Exercise prompt. Output only how many lines below contain "NotFound".

=-=-=

use axum::{http::StatusCode, response::IntoResponse, Json};
use serde::Serialize;

/// 201 with the created resource as body
pub struct Created<T: Serialize>(pub T);

impl<T: Serialize> IntoResponse for Created<T> {
    fn into_response(self) -> axum::response::Response {
        (StatusCode::CREATED, Json(self.0)).into_response()
    }
}

/// 204, used by DELETE and the password endpoints
pub struct NoContent;

impl IntoResponse for NoContent {
    fn into_response(self) -> axum::response::Response {
        StatusCode::NO_CONTENT.into_response()
    }
}

/// 205, returned once a refresh token is blacklisted
pub struct ResetContent;

impl IntoResponse for ResetContent {
    fn into_response(self) -> axum::response::Response {
        StatusCode::RESET_CONTENT.into_response()
    }
}
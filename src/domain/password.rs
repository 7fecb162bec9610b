//! Password value object - hashing, verification and the password policy.

use argon2::{
    password_hash::{rand_core::OsRng, PasswordHash, PasswordHasher, PasswordVerifier, SaltString},
    Argon2,
};

use crate::config::{COMMON_PASSWORDS, MIN_PASSWORD_LENGTH};
use crate::errors::{AppError, AppResult};

/// Password value object that handles hashing and verification.
#[derive(Clone)]
pub struct Password {
    hash: String,
}

impl std::fmt::Debug for Password {
    fn fmt(&self, f: &mut std::fmt::Formatter<'_>) -> std::fmt::Result {
        f.debug_struct("Password")
            .field("hash", &"[REDACTED]")
            .finish()
    }
}

impl Password {
    /// Hash a plain text password after checking the policy.
    ///
    /// # Errors
    /// Returns a validation error listing every policy violation.
    pub fn new(plain_text: &str) -> AppResult<Self> {
        Self::validate(plain_text, None)?;
        Ok(Self {
            hash: Self::hash(plain_text)?,
        })
    }

    /// Same as [`Password::new`] but also rejects passwords resembling the email.
    pub fn for_user(plain_text: &str, email: &str) -> AppResult<Self> {
        Self::validate(plain_text, Some(email))?;
        Ok(Self {
            hash: Self::hash(plain_text)?,
        })
    }

    /// Create a Password from an existing hash (from database).
    pub fn from_hash(hash: String) -> Self {
        Self { hash }
    }

    /// Get the hash string for storage.
    pub fn as_str(&self) -> &str {
        &self.hash
    }

    /// Consume and return the hash string.
    pub fn into_string(self) -> String {
        self.hash
    }

    /// Verify a plain text password against this hash.
    pub fn verify(&self, plain_text: &str) -> bool {
        Self::verify_hash(plain_text, &self.hash).unwrap_or(false)
    }

    /// Check the password policy without hashing.
    pub fn validate(plain_text: &str, email: Option<&str>) -> AppResult<()> {
        let mut problems = Vec::new();

        if plain_text.chars().count() < MIN_PASSWORD_LENGTH {
            problems.push(format!(
                "This password is too short. It must contain at least {} characters.",
                MIN_PASSWORD_LENGTH
            ));
        }

        if !plain_text.is_empty() && plain_text.chars().all(|c| c.is_ascii_digit()) {
            problems.push("This password is entirely numeric.".to_string());
        }

        let lowered = plain_text.to_lowercase();
        if COMMON_PASSWORDS.contains(&lowered.as_str()) {
            problems.push("This password is too common.".to_string());
        }

        if let Some(email) = email {
            let email = email.to_lowercase();
            let local = email.split('@').next().unwrap_or_default();
            if lowered == email || (!local.is_empty() && lowered == local) {
                problems.push("The password is too similar to the email address.".to_string());
            }
        }

        if problems.is_empty() {
            Ok(())
        } else {
            Err(AppError::validation(problems.join(" ")))
        }
    }

    fn hash(plain_text: &str) -> AppResult<String> {
        let salt = SaltString::generate(&mut OsRng);
        let hash = Self::argon2()
            .hash_password(plain_text.as_bytes(), &salt)
            .map_err(|e| AppError::internal(format!("Password hash failed: {}", e)))?;
        Ok(hash.to_string())
    }

    fn verify_hash(plain_text: &str, hash: &str) -> AppResult<bool> {
        let parsed = PasswordHash::new(hash)
            .map_err(|e| AppError::internal(format!("Invalid hash format: {}", e)))?;
        Ok(Self::argon2()
            .verify_password(plain_text.as_bytes(), &parsed)
            .is_ok())
    }

    #[inline]
    fn argon2() -> Argon2<'static> {
        Argon2::default()
    }
}

impl From<Password> for String {
    fn from(password: Password) -> Self {
        password.hash
    }
}

impl PartialEq for Password {
    fn eq(&self, other: &Self) -> bool {
        self.hash == other.hash
    }
}

impl Eq for Password {}

#[cfg(test)]
mod tests {
    use super::*;

    #[test]
    fn test_password_hash_and_verify() {
        let plain = "SecurePassword123!";
        let password = Password::new(plain).unwrap();

        assert!(password.verify(plain));
        assert!(!password.verify("WrongPassword123"));
    }

    #[test]
    fn test_password_from_hash() {
        let plain = "TestPassword123";
        let password = Password::new(plain).unwrap();
        let hash = password.as_str().to_string();

        let restored = Password::from_hash(hash);
        assert!(restored.verify(plain));
    }

    #[test]
    fn test_same_password_different_salts() {
        let plain = "SamePassword123";
        let pass1 = Password::new(plain).unwrap();
        let pass2 = Password::new(plain).unwrap();

        assert_ne!(pass1.as_str(), pass2.as_str());
        assert!(pass1.verify(plain));
        assert!(pass2.verify(plain));
    }

    #[test]
    fn test_password_too_short() {
        assert!(Password::new("short").is_err());
    }

    #[test]
    fn test_password_minimum_length() {
        assert!(Password::new("abcd1234x").is_ok());
        assert!(Password::new("k9#mzq2v").is_ok());
    }

    #[test]
    fn test_entirely_numeric_rejected() {
        let err = Password::validate("90817263544", None).unwrap_err();
        assert!(err.to_string().contains("entirely numeric"));
    }

    #[test]
    fn test_common_password_rejected_case_insensitive() {
        assert!(Password::validate("PassWord123", None).is_err());
    }

    #[test]
    fn test_similar_to_email_rejected() {
        assert!(Password::validate("engineer.one", Some("Engineer.One@example.com")).is_err());
        assert!(Password::validate("engineer.one", None).is_ok());
    }

    #[test]
    fn test_multiple_problems_reported_together() {
        let err = Password::validate("1234", None).unwrap_err();
        let message = err.to_string();
        assert!(message.contains("too short"));
        assert!(message.contains("entirely numeric"));
    }

    #[test]
    fn test_garbage_hash_never_verifies() {
        assert!(!Password::from_hash("not-a-phc-string".to_string()).verify("anything"));
    }
}
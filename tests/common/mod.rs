//! Shared fixtures for the service tests.

#![allow(dead_code)]

use std::sync::Arc;

use chrono::Utc;
use uuid::Uuid;

use cooling_api::domain::{Cooling, CoolingData, CoolingDraft, CoolingRecord, Password, User};
use cooling_api::infra::{
    CoolingRepository, MockCoolingRepository, MockTokenBlacklistRepository, MockUserRepository,
    TokenBlacklistRepository, UnitOfWork, UserRepository,
};

pub const PASSWORD: &str = "Thermal-Flow-42";

/// Unit of work over mockall repositories
pub struct TestUnitOfWork {
    users: Arc<MockUserRepository>,
    coolings: Arc<MockCoolingRepository>,
    blacklist: Arc<MockTokenBlacklistRepository>,
}

impl TestUnitOfWork {
    pub fn new(
        users: MockUserRepository,
        coolings: MockCoolingRepository,
        blacklist: MockTokenBlacklistRepository,
    ) -> Arc<Self> {
        Arc::new(Self {
            users: Arc::new(users),
            coolings: Arc::new(coolings),
            blacklist: Arc::new(blacklist),
        })
    }

    pub fn with_users(users: MockUserRepository) -> Arc<Self> {
        Self::new(
            users,
            MockCoolingRepository::new(),
            MockTokenBlacklistRepository::new(),
        )
    }
}

impl UnitOfWork for TestUnitOfWork {
    fn users(&self) -> Arc<dyn UserRepository> {
        self.users.clone()
    }

    fn coolings(&self) -> Arc<dyn CoolingRepository> {
        self.coolings.clone()
    }

    fn blacklist(&self) -> Arc<dyn TokenBlacklistRepository> {
        self.blacklist.clone()
    }
}

pub fn user(email: &str) -> User {
    let password_hash = Password::for_user(PASSWORD, email)
        .map(Password::into_string)
        .unwrap_or_else(|e| panic!("test password rejected: {}", e));

    User {
        id: Uuid::new_v4(),
        email: email.to_string(),
        password_hash,
        first_name: "Ada".to_string(),
        last_name: "Lovelace".to_string(),
        is_staff: false,
        is_superuser: false,
        is_active: true,
        date_joined: Utc::now(),
        last_login: None,
    }
}

pub fn staff(email: &str) -> User {
    User {
        is_staff: true,
        ..user(email)
    }
}

pub fn record(id: i64, draft: CoolingDraft, owner: Option<User>) -> CoolingRecord {
    CoolingRecord {
        cooling: Cooling {
            id,
            name: draft.name,
            data: draft.data,
            owner_id: draft.owner_id,
            created_at: Utc::now(),
            updated_at: Utc::now(),
        },
        owner,
    }
}

pub fn owned_record(id: i64, owner: &User) -> CoolingRecord {
    record(
        id,
        CoolingDraft {
            name: Some(format!("config {}", id)),
            data: CoolingData::default(),
            owner_id: Some(owner.id),
        },
        Some(owner.clone()),
    )
}
//! Application error type and its HTTP mapping.
//!
//! Every failure surfaces as `{"error": {"code", "message"}}`. Storage,
//! cache and internal errors are logged and replaced by a generic message.

use axum::{
    http::StatusCode,
    response::{IntoResponse, Response},
    Json,
};
use serde::Serialize;
use thiserror::Error;

#[derive(Error, Debug)]
pub enum AppError {
    #[error("Authentication credentials were not provided")]
    Unauthorized,

    #[error("You do not have permission to perform this action")]
    Forbidden,

    #[error("No active account found with the given credentials")]
    InvalidCredentials,

    #[error("Token is invalid or expired")]
    InvalidToken,

    #[error("Not found")]
    NotFound,

    #[error("{0} already exists")]
    Conflict(String),

    /// Message is shown to the client as is
    #[error("{0}")]
    Validation(String),

    #[error("Database error")]
    Database(#[from] sea_orm::DbErr),

    #[error("Cache error")]
    Cache(#[from] redis::RedisError),

    #[error("Internal server error")]
    Internal(String),
}

#[derive(Debug, Serialize)]
struct ErrorResponse {
    error: ErrorBody,
}

#[derive(Debug, Serialize)]
struct ErrorBody {
    code: &'static str,
    message: String,
}

impl AppError {
    pub fn conflict(entity: impl Into<String>) -> Self {
        AppError::Conflict(entity.into())
    }

    pub fn validation(msg: impl Into<String>) -> Self {
        AppError::Validation(msg.into())
    }

    pub fn internal(msg: impl Into<String>) -> Self {
        AppError::Internal(msg.into())
    }

    /// HTTP status and machine-readable code
    pub fn parts(&self) -> (StatusCode, &'static str) {
        match self {
            AppError::Unauthorized => (StatusCode::UNAUTHORIZED, "NOT_AUTHENTICATED"),
            AppError::InvalidCredentials => (StatusCode::UNAUTHORIZED, "INVALID_CREDENTIALS"),
            AppError::InvalidToken => (StatusCode::UNAUTHORIZED, "TOKEN_NOT_VALID"),
            AppError::Forbidden => (StatusCode::FORBIDDEN, "PERMISSION_DENIED"),
            AppError::NotFound => (StatusCode::NOT_FOUND, "NOT_FOUND"),
            AppError::Conflict(_) => (StatusCode::CONFLICT, "CONFLICT"),
            AppError::Validation(_) => (StatusCode::BAD_REQUEST, "VALIDATION_ERROR"),
            AppError::Database(_) => (StatusCode::INTERNAL_SERVER_ERROR, "DATABASE_ERROR"),
            AppError::Cache(_) => (StatusCode::INTERNAL_SERVER_ERROR, "CACHE_ERROR"),
            AppError::Internal(_) => (StatusCode::INTERNAL_SERVER_ERROR, "INTERNAL_ERROR"),
        }
    }

    pub fn status(&self) -> StatusCode {
        self.parts().0
    }

    /// Client-facing text; server-side details only go to the log.
    fn public_message(&self) -> String {
        match self {
            AppError::Database(e) => {
                tracing::error!(error = ?e, "Database error");
                "A database error occurred".to_string()
            }
            AppError::Cache(e) => {
                tracing::error!(error = %e, "Redis error");
                "A cache error occurred".to_string()
            }
            AppError::Internal(detail) => {
                tracing::error!(detail = %detail, "Internal error");
                "An internal error occurred".to_string()
            }
            other => other.to_string(),
        }
    }
}

impl IntoResponse for AppError {
    fn into_response(self) -> Response {
        let (status, code) = self.parts();
        let body = ErrorResponse {
            error: ErrorBody {
                code,
                message: self.public_message(),
            },
        };

        (status, Json(body)).into_response()
    }
}

pub type AppResult<T> = Result<T, AppError>;

#[cfg(test)]
mod tests {
    use super::*;

    #[test]
    fn test_token_errors_map_to_unauthorized() {
        assert_eq!(AppError::InvalidToken.status(), StatusCode::UNAUTHORIZED);
        assert_eq!(AppError::InvalidCredentials.status(), StatusCode::UNAUTHORIZED);
        assert_eq!(AppError::Unauthorized.status(), StatusCode::UNAUTHORIZED);
    }

    #[test]
    fn test_validation_message_is_exposed() {
        let err = AppError::validation("Invalid token for given user.");
        assert_eq!(err.public_message(), "Invalid token for given user.");
        assert_eq!(err.parts(), (StatusCode::BAD_REQUEST, "VALIDATION_ERROR"));
    }

    #[test]
    fn test_conflict_names_the_entity() {
        let err = AppError::conflict("User with this email");
        assert_eq!(err.public_message(), "User with this email already exists");
        assert_eq!(err.status(), StatusCode::CONFLICT);
    }

    #[test]
    fn test_internal_message_is_hidden() {
        let err = AppError::internal("connection string leaked");
        assert_eq!(err.public_message(), "An internal error occurred");
    }

    #[test]
    fn test_database_error_is_hidden() {
        let err = AppError::from(sea_orm::DbErr::Custom("secret table".to_string()));
        assert_eq!(err.status(), StatusCode::INTERNAL_SERVER_ERROR);
        assert_eq!(err.public_message(), "A database error occurred");
    }
}
//! Application route configuration.

use axum::{extract::State, http::StatusCode, middleware, response::Json, routing::get, Router};
use serde::Serialize;
use tower_http::trace::TraceLayer;
use utoipa::OpenApi;
use utoipa_swagger_ui::SwaggerUi;

use super::handlers::{
    account_routes, api_routes, auth_routes, cooling_routes, public_account_routes,
};
use super::middleware::{auth_middleware, rate_limit_auth_middleware, rate_limit_middleware};
use super::openapi::ApiDoc;
use super::AppState;

/// Create the application router with all routes configured
pub fn create_router(state: AppState) -> Router {
    Router::new()
        // Health check endpoints (no rate limiting)
        .route("/", get(root))
        .route("/health", get(health))
        .merge(SwaggerUi::new("/swagger-ui").url("/api-docs/openapi.json", ApiDoc::openapi()))
        // Token endpoints (stricter rate limiting)
        .nest(
            "/auth/jwt",
            auth_routes().route_layer(middleware::from_fn_with_state(
                state.clone(),
                rate_limit_auth_middleware,
            )),
        )
        // Registration and password reset are public, the rest needs a token
        .nest(
            "/auth/users",
            public_account_routes()
                .route_layer(middleware::from_fn_with_state(
                    state.clone(),
                    rate_limit_auth_middleware,
                ))
                .merge(protected(account_routes(), &state)),
        )
        .nest("/api", protected(api_routes(), &state))
        .nest("/cooling", protected(cooling_routes(), &state))
        // Global middleware
        .layer(TraceLayer::new_for_http())
        .with_state(state)
}

/// JWT + general rate limiting
fn protected(routes: Router<AppState>, state: &AppState) -> Router<AppState> {
    routes
        .route_layer(middleware::from_fn_with_state(
            state.clone(),
            auth_middleware,
        ))
        .route_layer(middleware::from_fn_with_state(
            state.clone(),
            rate_limit_middleware,
        ))
}

/// Root endpoint
async fn root() -> &'static str {
    "Cooling API"
}

#[derive(Serialize)]
struct HealthResponse {
    status: &'static str,
    services: ServiceHealth,
}

#[derive(Serialize)]
struct ServiceHealth {
    database: ServiceStatus,
    redis: ServiceStatus,
}

#[derive(Serialize)]
struct ServiceStatus {
    status: &'static str,
    #[serde(skip_serializing_if = "Option::is_none")]
    error: Option<String>,
}

impl ServiceStatus {
    fn from_result<E: std::fmt::Display>(result: Result<(), E>) -> Self {
        match result {
            Ok(()) => Self {
                status: "healthy",
                error: None,
            },
            Err(e) => Self {
                status: "unhealthy",
                error: Some(e.to_string()),
            },
        }
    }

    fn is_healthy(&self) -> bool {
        self.error.is_none()
    }
}

/// Database and Redis connectivity
async fn health(State(state): State<AppState>) -> (StatusCode, Json<HealthResponse>) {
    let database = ServiceStatus::from_result(state.database.ping().await);
    let redis = ServiceStatus::from_result(state.cache.ping().await);

    let all_healthy = database.is_healthy() && redis.is_healthy();
    let status_code = if all_healthy {
        StatusCode::OK
    } else {
        StatusCode::SERVICE_UNAVAILABLE
    };

    let response = HealthResponse {
        status: if all_healthy { "healthy" } else { "degraded" },
        services: ServiceHealth { database, redis },
    };

    (status_code, Json(response))
}
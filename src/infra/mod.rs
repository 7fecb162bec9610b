//! Infrastructure layer - External systems integration
//!
//! Database connection and migrations, repositories, the Unit of Work
//! over them, and the Redis cache.

pub mod cache;
pub mod db;
pub mod repositories;
pub mod unit_of_work;

pub use cache::{Cache, CacheStore};
pub use db::{Database, Migrator};
pub use repositories::{
    CoolingRepository, CoolingStore, TokenBlacklistRepository, TokenBlacklistStore,
    UserRepository, UserStore,
};
pub use unit_of_work::{Persistence, UnitOfWork};

#[cfg(any(test, feature = "test-utils"))]
pub use cache::MockCacheStore;
#[cfg(any(test, feature = "test-utils"))]
pub use repositories::{MockCoolingRepository, MockTokenBlacklistRepository, MockUserRepository};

=-=-=

Exercise response. 2